La 'normalidad' en Jalisco: ¿Ficción o realidad bajo el yugo del crimen organizado?
La 'normalidad' en Jalisco: ¿Ficción o realidad criminal?

La 'normalidad' en Jalisco: ¿Ficción o realidad bajo el yugo del crimen organizado?

La realidad en Jalisco se ha transformado de manera tan profunda y prolongada que lo que antes considerábamos anormal ahora constituye la verdadera normalidad. Volver a la normalidad tras los eventos del 22 de febrero significaría regresar a una anormalidad sin sobresaltos, una especie de ficción colectiva donde todo parece funcionar correctamente, aunque desde sus cimientos esté completamente podrido.

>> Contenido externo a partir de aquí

//! Remote side of template distribution for Strata.
//!
//! `MetadataService` resolves references against the CDN metadata endpoint,
//! checks name uniqueness, maps tokens to owners and uploads exported archives.
//! `ArtifactFetcher` makes sure a verified archive of a template sits in the
//! local cache, pulling it through an `ArchiveSource` (HTTP gateway, IPFS peer
//! network, or a local mirror directory) when it does not.

pub mod config;
pub mod fetch;
pub mod http;
pub mod mock;
pub mod source;
#[cfg(test)]
mod testutil;

pub use config::CdnConfig;
pub use fetch::ArtifactFetcher;
pub use http::HttpMetadataService;
pub use mock::{DirectorySource, FetchCounter, StaticCatalog};
pub use source::{select_source, ArchiveSource, GatewaySource, PeerSource};

use std::path::Path;
use strata_schema::{TemplateKey, TemplateMetadata, TemplateReference};
use thiserror::Error;

#[derive(Debug, Error)]
pub enum RemoteError {
    #[error("remote I/O error: {0}")]
    Io(#[from] std::io::Error),
    #[error("HTTP error: {0}")]
    Http(String),
    #[error("not found: {0}")]
    NotFound(String),
    #[error("service returned HTTP {status} for {url}")]
    Service { status: u16, url: String },
    #[error("malformed service response: {0}")]
    Parse(String),
    #[error("remote config error: {0}")]
    Config(String),
    #[error("integrity failure for '{key}': expected {expected}, got {actual}")]
    IntegrityFailure {
        key: String,
        expected: String,
        actual: String,
    },
    #[error("store error: {0}")]
    Store(#[from] strata_store::StoreError),
    #[error("peer network command failed: {0}")]
    PeerCommand(String),
}

/// Byte progress of a long transfer.
pub trait ProgressSink: Send + Sync {
    fn start(&self, _label: &str, _total: Option<u64>) {}

    fn advance(&self, _bytes: u64) {}

    fn finish(&self) {}
}

/// Discards progress.
pub struct NoProgress;

impl ProgressSink for NoProgress {}

/// The template catalog.
pub trait MetadataService: Send + Sync {
    fn resolve(&self, reference: &TemplateReference) -> Result<TemplateMetadata, RemoteError>;

    /// True when a template with exactly this key is already published.
    fn exists(&self, key: &TemplateKey) -> Result<bool, RemoteError>;

    /// Owner name bound to an API token.
    fn owner_for_token(&self, token: &str) -> Result<String, RemoteError>;

    /// Publish an archive; returns the service's response body.
    fn upload(
        &self,
        archive: &Path,
        token: &str,
        progress: &dyn ProgressSink,
    ) -> Result<String, RemoteError>;
}

#[cfg(test)]
mod tests {
    use super::*;

    #[test]
    fn service_error_display() {
        let e = RemoteError::Service {
            status: 503,
            url: "https://cdn/template".to_owned(),
        };
        assert_eq!(e.to_string(), "service returned HTTP 503 for https://cdn/template");
    }

    #[test]
    fn store_integrity_is_wrapped() {
        let e: RemoteError = strata_store::StoreError::InvalidArchive("x".to_owned()).into();
        assert!(e.to_string().contains("invalid archive"));
    }
}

La cruda realidad municipal

Tras recorrer las doce regiones de Jalisco y numerosos municipios, resulta incomprensible cómo el Gobierno puede ignorar algo que todos los ciudadanos conocen y experimentan diariamente: las autoridades municipales están sometidas a los cárteles del narcotráfico. Peor aún, estamos presenciando cómo los propios cárteles se convierten en autoridades municipales, ya sea con discreción o con total descaro, como ocurrió recientemente en Tequila.

Esto nos lleva a preguntarnos: ¿A qué normalidad queremos volver?

  • ¿A la normalidad previa al sexenio de Vicente Fox, cuando todo comenzó a salirse de control?
  • ¿A la época anterior a Ernesto Zedillo, donde las autoridades controlaban a los cárteles mediante el reparto de dividendos?
  • ¿O tal vez a un periodo anterior a la presidencia de Abelardo Rodríguez, donde quizás todo comenzó, aunque ya desde Carranza se rumoreaba sobre el consumo de marihuana?

La economía del crimen organizado

La situación actual presenta mensajes contradictorios. Por un lado, los cárteles realizan gastos millonarios para sobornar autoridades de todos los niveles. Por otro, ofrecen "servicios de seguridad" a empresas, mercados y negocios de cualquier tamaño, protegiéndolos precisamente de sus propias agresiones.

¿Cuántos millones de pesos deben pagar los habitantes de Jalisco al crimen organizado no solo para mantener al estado como sede del Mundial, sino simplemente para regresar a la "normalidad" anterior a la muerte del famoso capo?

La evolución del narcotráfico

Nuestra historia reciente de veintiséis años demuestra que ninguna anormalidad es estática. Las organizaciones criminales operan como el sapo en la madriguera de los conejos: primero los dejan entrar, luego se inflan y finalmente expulsan a sus anfitriones.

Su crecimiento ha estado acompañado de una peligrosa diversificación:

  1. Comenzaron distribuyendo marihuana
  2. Se adueñaron de productores y transportistas
  3. Incorporaron cocaína, cristal y anfetaminas
  4. Diversificaron hacia el tráfico de personas, órganos, armas y dinero
  5. Controlaron metales, maderas, huachicol y autos robados
  6. Restablecieron aduanas locales e impusieron impuestos y peajes
  7. Establecieron cobros de piso y venta de seguridad
  8. Se constituyeron como protectores supremos de cualquier actividad ilícita

La institucionalización del crimen

Los cárteles se han convertido en "marcas" que pueden alquilarse como franquicias. Para blindar este imperio criminal, han formado un verdadero ejército: capacitado, bien armado y ubicuo. Cuentan con una red de inteligencia que va desde adolescentes "halcones" hasta sofisticados equipos de vigilancia que rivalizan con las cámaras de seguridad pública.

¿Y dónde estaba el Estado mexicano y su Gobierno durante esta transformación?

Para muchos, vincularse con estos capos se ha vuelto inevitable. Para otros, incluso deseable, dada la posibilidad de ganancias fáciles y rápidas. Mientras la delincuencia creaba empresas artificiales, otras empresas reales colaboraron activamente en la salud financiera de los delincuentes.

La impunidad como arma principal

La impunidad de los cárteles se sustenta en dos armas poderosas:

  • Poseen información abundante sobre sus nexos con instituciones gubernamentales
  • Manejan un terrorismo social temible que convierte tanto al Estado como a la ciudadanía en rehenes

La pregunta final sigue pendiente: ¿Qué normalidad es posible cuando la anormalidad se ha institucionalizado?